Comparative developmental transcriptomics of Drosophila mushroom body neurons highlights the mevalonate pathway as a regulator of axon growth

The ability of neurons to extend axons is governed by tightly regulated genetic programs that vary across developmental stages and cell types. Understanding the molecular features that control axon growth potential is critical for uncovering how neural circuits form, mature, and respond to injury or disease. The Drosophila mushroom body (MB) offers a powerful model to dissect axon growth programs, as lineage-related Kenyon cells (KCs) undergo different developmental events under shared spatiotemporal conditions. During metamorphosis, γ-KCs undergo axon pruning, followed by developmental regrowth at the same time-frame as α/β-KCs initiate axon growth - thus providing a unique opportunity to compare these distinct growth paradigms. To uncover the underlying genetic programs, we performed RNA-sequencing of α/β- and γ-KCs during their initial growth and developmental regrowth, respectively, revealing dynamic transcriptional changes and identifying 300 shared genes upregulated during both growth states. A targeted loss-of-function screen revealed genes specifically required for either α/β initial growth, γ regrowth, or both. Focusing on one such candidate, Pmvk, we found that it plays a crucial role in axon regrowth by acting within the mevalonate pathway. Notably, other enzymes in this pathway were also required, suggesting that the entire metabolic pathway is essential for supporting regrowth.

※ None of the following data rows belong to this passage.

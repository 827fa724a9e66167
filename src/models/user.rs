//! User account model for operator login.
//!
//! Authentication here is a precondition check only: credentials are matched
//! in plaintext against stored accounts and the resulting role gates what the
//! caller may do. There is no session or token protocol.

use serde::{Deserialize, Serialize};
use uuid::Uuid;

/// The role attached to a user account.
#[derive(Debug, Clone, Copy, PartialEq, Eq, Serialize, Deserialize)]
#[serde(rename_all = "snake_case")]
pub enum Role {
    /// Full control, including managing other admins. At least one super
    /// admin must always remain.
    SuperAdmin,
    /// Day-to-day administration: employees, cards, attendance, payroll.
    Admin,
    /// Self-service account auto-created alongside an employee record.
    Employee,
}

impl std::fmt::Display for Role {
    fn fmt(&self, f: &mut std::fmt::Formatter<'_>) -> std::fmt::Result {
        match self {
            Role::SuperAdmin => write!(f, "super_admin"),
            Role::Admin => write!(f, "admin"),
            Role::Employee => write!(f, "employee"),
        }
    }
}

/// A login account for the operator surface.
#[derive(Debug, Clone, PartialEq, Eq, Serialize, Deserialize)]
pub struct UserAccount {
    /// Unique identifier for the account.
    pub id: Uuid,
    /// Login name, matched case-sensitively.
    pub username: String,
    /// Plaintext password, matched verbatim.
    pub password: String,
    /// Display name.
    pub name: String,
    /// The role gating what this account may do.
    pub role: Role,
    /// The employee record backing an employee-role account.
    #[serde(default)]
    pub employee_id: Option<Uuid>,
    /// The branch this account is scoped to, if any.
    #[serde(default)]
    pub branch_id: Option<Uuid>,
}

impl UserAccount {
    /// Returns true for accounts with the super admin role.
    pub fn is_super_admin(&self) -> bool {
        self.role == Role::SuperAdmin
    }
}
use std::str::FromStr;

use tracing_appender::non_blocking::WorkerGuard;
use tracing_appender::rolling::{RollingFileAppender, Rotation};
use tracing_subscriber::{fmt, layer::SubscriberExt, util::SubscriberInitExt, EnvFilter, Registry};

const LOG_FILE_PREFIX: &str = "emotion-monitor";
const MAX_LOG_FILES: usize = 30;

/// 标准输出的日志格式
#[derive(Debug, Clone, Copy, PartialEq, Eq, Default)]
pub enum LogFormat {
    #[default]
    Text,
    Json,
}

impl FromStr for LogFormat {
    type Err = String;

    fn from_str(s: &str) -> Result<Self, Self::Err> {
        match s.trim().to_ascii_lowercase().as_str() {
            "text" | "pretty" => Ok(Self::Text),
            "json" => Ok(Self::Json),
            other => Err(format!("unknown log format: {other}")),
        }
    }
}

#[derive(Debug, Clone)]
pub struct LogConfig {
    pub log_level: String,
    pub format: LogFormat,
    pub enable_file_logs: bool,
    pub log_dir: String,
}

impl Default for LogConfig {
    fn default() -> Self {
        Self {
            log_level: "info".to_string(),
            format: LogFormat::Text,
            enable_file_logs: false,
            log_dir: "./logs".to_string(),
        }
    }
}

/// 安装全局 subscriber。
///
/// 开启文件日志时返回后台写线程的 guard，调用方需持有到进程退出，否则尾部日志会丢失。
/// 重复初始化（如测试中）静默忽略。
pub fn init_tracing(config: &LogConfig) -> Option<WorkerGuard> {
    let env_filter =
        EnvFilter::try_from_default_env().unwrap_or_else(|_| EnvFilter::new(&config.log_level));

    let (text_layer, json_layer) = match config.format {
        LogFormat::Text => (Some(fmt::layer().with_target(true)), None),
        LogFormat::Json => (None, Some(fmt::layer().json().with_current_span(false))),
    };

    let (file_layer, guard) = if config.enable_file_logs {
        match RollingFileAppender::builder()
            .rotation(Rotation::DAILY)
            .filename_prefix(LOG_FILE_PREFIX)
            .filename_suffix("log")
            .max_log_files(MAX_LOG_FILES)
            .build(&config.log_dir)
        {
            Ok(appender) => {
                let (writer, guard) = tracing_appender::non_blocking(appender);
                let layer = fmt::layer().with_writer(writer).with_ansi(false).json();
                (Some(layer), Some(guard))
            }
            Err(e) => {
                eprintln!(
                    "file logging disabled, cannot create appender in {}: {e}",
                    config.log_dir
                );
                (None, None)
            }
        }
    } else {
        (None, None)
    };

    let installed = Registry::default()
        .with(env_filter)
        .with(text_layer)
        .with(json_layer)
        .with(file_layer)
        .try_init();

    match installed {
        Ok(()) => guard,
        Err(e) if e.to_string().contains("already been set") => None,
        Err(e) => panic!("Failed to initialize tracing: {e}"),
    }
}
pub mod config;
pub mod constants;
pub mod emotion;
pub mod error;
pub mod logging;

#[cfg(feature = "opencv")]
pub mod camera;

pub use error::{EmotionError, Result};
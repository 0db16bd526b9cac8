use serde::{Deserialize, Serialize};

use crate::emotion::types::FaceBox;

#[derive(Debug, Clone, Copy, PartialEq, Eq, Serialize, Deserialize)]
#[serde(rename_all = "lowercase")]
pub enum PixelLayout {
    Gray,
    Bgr,
    Rgb,
    Bgra,
    Rgba,
}

impl PixelLayout {
    pub fn channels(self) -> usize {
        match self {
            PixelLayout::Gray => 1,
            PixelLayout::Bgr | PixelLayout::Rgb => 3,
            PixelLayout::Bgra | PixelLayout::Rgba => 4,
        }
    }
}

#[derive(Debug, Clone)]
pub struct Frame {
    pub width: u32,
    pub height: u32,
    pub layout: PixelLayout,
    pub data: Vec<u8>,
}

impl Frame {
    pub fn new(width: u32, height: u32, layout: PixelLayout, data: Vec<u8>) -> Self {
        Self {
            width,
            height,
            layout,
            data,
        }
    }

    pub fn is_well_formed(&self) -> bool {
        let expected = self.width as usize * self.height as usize * self.layout.channels();
        expected > 0 && self.data.len() == expected
    }

    /// BT.601 亮度，与 OpenCV `COLOR_BGR2GRAY` 权重一致；格式错误返回 `None`
    pub fn to_gray(&self) -> Option<GrayImage> {
        if !self.is_well_formed() {
            return None;
        }

        let channels = self.layout.channels();
        let pixels = match self.layout {
            PixelLayout::Gray => self.data.clone(),
            PixelLayout::Bgr | PixelLayout::Bgra => self
                .data
                .chunks_exact(channels)
                .map(|px| luma(px[2], px[1], px[0]))
                .collect(),
            PixelLayout::Rgb | PixelLayout::Rgba => self
                .data
                .chunks_exact(channels)
                .map(|px| luma(px[0], px[1], px[2]))
                .collect(),
        };

        Some(GrayImage {
            width: self.width,
            height: self.height,
            pixels,
        })
    }
}

fn luma(r: u8, g: u8, b: u8) -> u8 {
    let y = 299 * u32::from(r) + 587 * u32::from(g) + 114 * u32::from(b);
    ((y + 500) / 1000).min(255) as u8
}

#[derive(Debug, Clone, PartialEq, Eq)]
pub struct GrayImage {
    pub width: u32,
    pub height: u32,
    pub pixels: Vec<u8>,
}

impl GrayImage {
    pub fn area(&self) -> i64 {
        i64::from(self.width) * i64::from(self.height)
    }

    /// 裁剪到图像边界内，区域为空返回 `None`
    pub fn crop(&self, region: &FaceBox) -> Option<GrayImage> {
        let x0 = region.x.max(0) as u32;
        let y0 = region.y.max(0) as u32;
        let x1 = (i64::from(region.x) + i64::from(region.width)).clamp(0, i64::from(self.width))
            as u32;
        let y1 = (i64::from(region.y) + i64::from(region.height))
            .clamp(0, i64::from(self.height)) as u32;
        if x0 >= x1 || y0 >= y1 {
            return None;
        }

        let width = x1 - x0;
        let height = y1 - y0;
        let mut pixels = Vec::with_capacity(width as usize * height as usize);
        for row in y0..y1 {
            let start = (row * self.width + x0) as usize;
            pixels.extend_from_slice(&self.pixels[start..start + width as usize]);
        }

        Some(GrayImage {
            width,
            height,
            pixels,
        })
    }
}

Using mutant analyses and rescue exepriements, we demosntrate that Pmvk likely controls axon regrwoth via prenylation of Rheb, an effector of the TOR pathway, which we previously found to be required for regrowth. Our developmental transcriptomic atlas not only advances understanding of intrinsic axon growth programs, but also provides candidate genes and a valuable framework for future studies aimed at enhancing axon regeneration in the adult nervous system.